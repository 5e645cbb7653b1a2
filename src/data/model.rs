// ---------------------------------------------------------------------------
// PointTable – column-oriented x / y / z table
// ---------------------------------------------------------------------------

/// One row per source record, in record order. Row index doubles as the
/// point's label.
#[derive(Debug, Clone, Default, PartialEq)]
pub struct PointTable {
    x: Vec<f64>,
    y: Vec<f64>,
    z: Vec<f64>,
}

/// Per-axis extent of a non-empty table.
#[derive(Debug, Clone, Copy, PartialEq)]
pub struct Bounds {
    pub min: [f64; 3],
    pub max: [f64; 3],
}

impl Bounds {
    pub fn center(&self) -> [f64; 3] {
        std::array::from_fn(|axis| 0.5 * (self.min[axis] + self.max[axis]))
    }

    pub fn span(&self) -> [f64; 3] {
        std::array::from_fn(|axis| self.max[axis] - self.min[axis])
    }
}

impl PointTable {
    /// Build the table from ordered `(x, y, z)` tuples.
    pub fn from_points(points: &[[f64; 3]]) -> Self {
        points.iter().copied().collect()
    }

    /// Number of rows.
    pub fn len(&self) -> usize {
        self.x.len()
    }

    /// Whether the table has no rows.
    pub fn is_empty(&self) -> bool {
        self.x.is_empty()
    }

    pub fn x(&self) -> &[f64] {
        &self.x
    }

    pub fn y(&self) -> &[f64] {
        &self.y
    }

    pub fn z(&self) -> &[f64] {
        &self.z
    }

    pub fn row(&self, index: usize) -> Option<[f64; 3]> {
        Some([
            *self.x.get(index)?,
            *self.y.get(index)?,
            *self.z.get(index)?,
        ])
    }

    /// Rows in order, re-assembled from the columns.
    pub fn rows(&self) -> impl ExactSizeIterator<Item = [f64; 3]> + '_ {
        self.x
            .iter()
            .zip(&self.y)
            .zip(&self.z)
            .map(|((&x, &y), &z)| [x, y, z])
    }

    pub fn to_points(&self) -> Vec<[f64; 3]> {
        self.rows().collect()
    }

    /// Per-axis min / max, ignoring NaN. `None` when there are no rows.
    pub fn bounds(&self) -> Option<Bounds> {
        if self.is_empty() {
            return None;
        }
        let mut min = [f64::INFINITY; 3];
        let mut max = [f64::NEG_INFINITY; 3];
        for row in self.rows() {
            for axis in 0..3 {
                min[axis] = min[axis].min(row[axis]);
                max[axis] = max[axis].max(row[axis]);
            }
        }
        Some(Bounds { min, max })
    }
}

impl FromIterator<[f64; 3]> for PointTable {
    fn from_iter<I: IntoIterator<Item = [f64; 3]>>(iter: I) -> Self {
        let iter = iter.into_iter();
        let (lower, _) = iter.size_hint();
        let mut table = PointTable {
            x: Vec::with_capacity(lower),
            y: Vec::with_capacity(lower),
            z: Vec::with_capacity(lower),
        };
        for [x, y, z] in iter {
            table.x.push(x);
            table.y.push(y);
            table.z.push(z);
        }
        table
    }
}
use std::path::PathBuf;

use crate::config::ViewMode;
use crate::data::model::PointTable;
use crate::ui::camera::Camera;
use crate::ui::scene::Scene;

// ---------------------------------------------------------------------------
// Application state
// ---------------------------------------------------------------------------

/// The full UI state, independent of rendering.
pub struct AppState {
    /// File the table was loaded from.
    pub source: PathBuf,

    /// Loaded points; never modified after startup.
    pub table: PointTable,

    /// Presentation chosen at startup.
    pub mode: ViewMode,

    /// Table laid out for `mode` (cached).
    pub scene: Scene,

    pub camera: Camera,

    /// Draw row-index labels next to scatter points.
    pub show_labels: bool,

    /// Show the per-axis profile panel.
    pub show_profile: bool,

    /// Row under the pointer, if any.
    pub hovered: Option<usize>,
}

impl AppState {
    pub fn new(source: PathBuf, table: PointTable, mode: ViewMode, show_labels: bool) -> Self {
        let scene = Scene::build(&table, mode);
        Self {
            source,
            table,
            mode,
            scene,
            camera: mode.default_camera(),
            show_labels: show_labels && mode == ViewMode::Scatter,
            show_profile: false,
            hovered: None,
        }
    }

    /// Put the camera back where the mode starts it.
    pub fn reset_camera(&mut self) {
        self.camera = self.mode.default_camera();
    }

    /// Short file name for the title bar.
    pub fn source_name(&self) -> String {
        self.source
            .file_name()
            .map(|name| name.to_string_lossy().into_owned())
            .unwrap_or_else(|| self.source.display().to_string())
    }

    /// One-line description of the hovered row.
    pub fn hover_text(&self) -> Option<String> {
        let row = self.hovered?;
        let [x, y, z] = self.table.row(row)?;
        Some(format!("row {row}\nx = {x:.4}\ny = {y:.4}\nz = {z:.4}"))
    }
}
^^^^
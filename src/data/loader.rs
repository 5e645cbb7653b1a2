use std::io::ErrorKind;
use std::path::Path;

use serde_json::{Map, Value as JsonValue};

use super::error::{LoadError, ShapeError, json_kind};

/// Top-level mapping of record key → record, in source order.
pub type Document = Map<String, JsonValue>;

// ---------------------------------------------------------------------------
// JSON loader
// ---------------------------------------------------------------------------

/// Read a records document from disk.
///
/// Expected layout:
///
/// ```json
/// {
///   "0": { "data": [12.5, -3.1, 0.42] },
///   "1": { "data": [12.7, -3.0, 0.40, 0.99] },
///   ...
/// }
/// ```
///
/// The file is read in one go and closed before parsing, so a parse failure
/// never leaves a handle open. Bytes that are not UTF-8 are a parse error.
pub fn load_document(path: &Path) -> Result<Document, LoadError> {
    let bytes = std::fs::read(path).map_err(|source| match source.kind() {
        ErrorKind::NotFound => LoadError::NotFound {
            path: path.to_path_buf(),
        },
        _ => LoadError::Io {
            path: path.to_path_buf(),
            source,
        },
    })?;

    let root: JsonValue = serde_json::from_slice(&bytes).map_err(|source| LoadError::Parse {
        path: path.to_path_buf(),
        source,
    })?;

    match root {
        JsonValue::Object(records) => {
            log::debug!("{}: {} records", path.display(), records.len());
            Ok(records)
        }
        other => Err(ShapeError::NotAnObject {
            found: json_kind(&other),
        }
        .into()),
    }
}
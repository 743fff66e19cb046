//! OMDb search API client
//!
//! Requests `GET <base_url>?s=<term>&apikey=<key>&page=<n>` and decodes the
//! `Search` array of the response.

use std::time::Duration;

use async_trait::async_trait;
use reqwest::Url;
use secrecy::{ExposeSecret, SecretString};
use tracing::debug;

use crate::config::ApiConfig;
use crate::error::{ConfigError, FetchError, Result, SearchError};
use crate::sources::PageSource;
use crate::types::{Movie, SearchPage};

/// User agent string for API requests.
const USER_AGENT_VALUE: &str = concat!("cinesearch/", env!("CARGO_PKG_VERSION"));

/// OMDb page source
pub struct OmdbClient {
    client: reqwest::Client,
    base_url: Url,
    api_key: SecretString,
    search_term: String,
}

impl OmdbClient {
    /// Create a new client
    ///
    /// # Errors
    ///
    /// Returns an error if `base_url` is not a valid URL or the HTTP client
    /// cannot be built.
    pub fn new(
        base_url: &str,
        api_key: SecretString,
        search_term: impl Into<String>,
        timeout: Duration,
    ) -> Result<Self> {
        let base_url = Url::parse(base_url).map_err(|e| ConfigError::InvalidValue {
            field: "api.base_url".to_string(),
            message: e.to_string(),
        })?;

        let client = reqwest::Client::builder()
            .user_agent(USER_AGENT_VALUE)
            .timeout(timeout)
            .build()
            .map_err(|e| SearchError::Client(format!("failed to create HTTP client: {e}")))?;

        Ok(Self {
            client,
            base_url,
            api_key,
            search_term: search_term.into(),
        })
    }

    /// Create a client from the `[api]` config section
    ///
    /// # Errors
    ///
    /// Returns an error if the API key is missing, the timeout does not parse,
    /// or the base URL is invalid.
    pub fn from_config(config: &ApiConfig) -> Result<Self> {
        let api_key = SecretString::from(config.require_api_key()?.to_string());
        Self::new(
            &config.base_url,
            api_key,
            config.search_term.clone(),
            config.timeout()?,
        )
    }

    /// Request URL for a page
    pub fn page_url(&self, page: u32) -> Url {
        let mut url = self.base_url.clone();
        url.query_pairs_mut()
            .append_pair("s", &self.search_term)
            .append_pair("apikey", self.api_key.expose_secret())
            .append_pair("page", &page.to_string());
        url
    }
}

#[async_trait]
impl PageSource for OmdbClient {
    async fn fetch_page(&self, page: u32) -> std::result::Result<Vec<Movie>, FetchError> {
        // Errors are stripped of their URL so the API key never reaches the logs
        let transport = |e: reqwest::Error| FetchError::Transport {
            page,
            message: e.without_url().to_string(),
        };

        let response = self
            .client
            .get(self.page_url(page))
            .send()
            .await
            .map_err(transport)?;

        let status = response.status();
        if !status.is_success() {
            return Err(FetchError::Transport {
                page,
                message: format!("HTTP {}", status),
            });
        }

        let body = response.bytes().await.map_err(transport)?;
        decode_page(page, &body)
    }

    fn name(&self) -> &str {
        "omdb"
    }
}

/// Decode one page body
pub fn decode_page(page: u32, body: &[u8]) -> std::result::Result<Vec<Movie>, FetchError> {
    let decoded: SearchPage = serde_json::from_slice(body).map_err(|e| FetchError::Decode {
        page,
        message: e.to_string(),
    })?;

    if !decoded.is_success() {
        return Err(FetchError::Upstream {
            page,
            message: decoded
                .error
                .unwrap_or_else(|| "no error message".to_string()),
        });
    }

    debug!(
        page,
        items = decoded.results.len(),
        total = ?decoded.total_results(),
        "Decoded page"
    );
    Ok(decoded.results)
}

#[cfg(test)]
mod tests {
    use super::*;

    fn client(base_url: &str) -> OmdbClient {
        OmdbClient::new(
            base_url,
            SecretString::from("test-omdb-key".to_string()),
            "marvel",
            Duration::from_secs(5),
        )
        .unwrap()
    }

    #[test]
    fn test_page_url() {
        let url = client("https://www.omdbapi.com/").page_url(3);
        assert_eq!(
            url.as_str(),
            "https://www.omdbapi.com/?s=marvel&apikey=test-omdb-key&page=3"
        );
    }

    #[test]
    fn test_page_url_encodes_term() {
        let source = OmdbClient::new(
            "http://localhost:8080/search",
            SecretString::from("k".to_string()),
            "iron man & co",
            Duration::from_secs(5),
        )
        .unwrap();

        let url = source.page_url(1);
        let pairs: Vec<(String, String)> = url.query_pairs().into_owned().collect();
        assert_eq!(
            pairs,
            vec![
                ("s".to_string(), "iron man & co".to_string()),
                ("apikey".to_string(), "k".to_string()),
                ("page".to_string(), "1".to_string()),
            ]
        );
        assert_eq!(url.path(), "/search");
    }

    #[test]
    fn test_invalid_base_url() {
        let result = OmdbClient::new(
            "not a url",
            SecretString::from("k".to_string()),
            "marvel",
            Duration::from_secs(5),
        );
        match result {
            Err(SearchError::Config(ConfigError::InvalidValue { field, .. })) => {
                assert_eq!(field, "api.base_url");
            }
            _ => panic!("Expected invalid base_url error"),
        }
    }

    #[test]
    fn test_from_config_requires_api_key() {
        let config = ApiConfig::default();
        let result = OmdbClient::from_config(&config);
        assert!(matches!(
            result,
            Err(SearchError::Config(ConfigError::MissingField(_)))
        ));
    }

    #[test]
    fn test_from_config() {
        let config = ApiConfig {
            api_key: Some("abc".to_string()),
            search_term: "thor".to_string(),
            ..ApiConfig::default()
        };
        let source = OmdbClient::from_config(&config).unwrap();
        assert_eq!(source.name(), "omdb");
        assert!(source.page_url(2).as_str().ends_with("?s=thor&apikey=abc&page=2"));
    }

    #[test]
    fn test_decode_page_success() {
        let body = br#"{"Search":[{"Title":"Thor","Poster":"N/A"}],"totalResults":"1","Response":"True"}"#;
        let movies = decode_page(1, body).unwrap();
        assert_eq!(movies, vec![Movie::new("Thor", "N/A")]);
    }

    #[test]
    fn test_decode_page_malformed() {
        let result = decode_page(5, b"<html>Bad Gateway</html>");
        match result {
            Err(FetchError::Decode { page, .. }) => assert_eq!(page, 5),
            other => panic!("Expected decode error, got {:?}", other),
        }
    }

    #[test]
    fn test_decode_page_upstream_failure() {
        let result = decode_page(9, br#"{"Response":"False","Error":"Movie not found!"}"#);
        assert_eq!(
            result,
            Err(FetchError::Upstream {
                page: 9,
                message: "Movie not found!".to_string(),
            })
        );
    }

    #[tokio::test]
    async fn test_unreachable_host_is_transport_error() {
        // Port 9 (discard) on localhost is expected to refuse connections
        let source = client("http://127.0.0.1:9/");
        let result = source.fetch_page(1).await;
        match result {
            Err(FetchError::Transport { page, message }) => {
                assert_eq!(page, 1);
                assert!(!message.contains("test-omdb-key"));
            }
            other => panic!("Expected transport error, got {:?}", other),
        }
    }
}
^^^^
Task description » For this task, write out exactly the lines of the entries above, starting at the line with "let mut url = self.base_url.clone();" and ending at the line with "async fn fetch_page(&self, page: u32)", both included, and no others.

Exercise solution »
        let mut url = self.base_url.clone();
        url.query_pairs_mut()
            .append_pair("s", &self.search_term)
            .append_pair("apikey", self.api_key.expose_secret())
            .append_pair("page", &page.to_string());
        url
    }
}

#[async_trait]
impl PageSource for OmdbClient {
    async fn fetch_page(&self, page: u32) -> std::result::Result<Vec<Movie>, FetchError> {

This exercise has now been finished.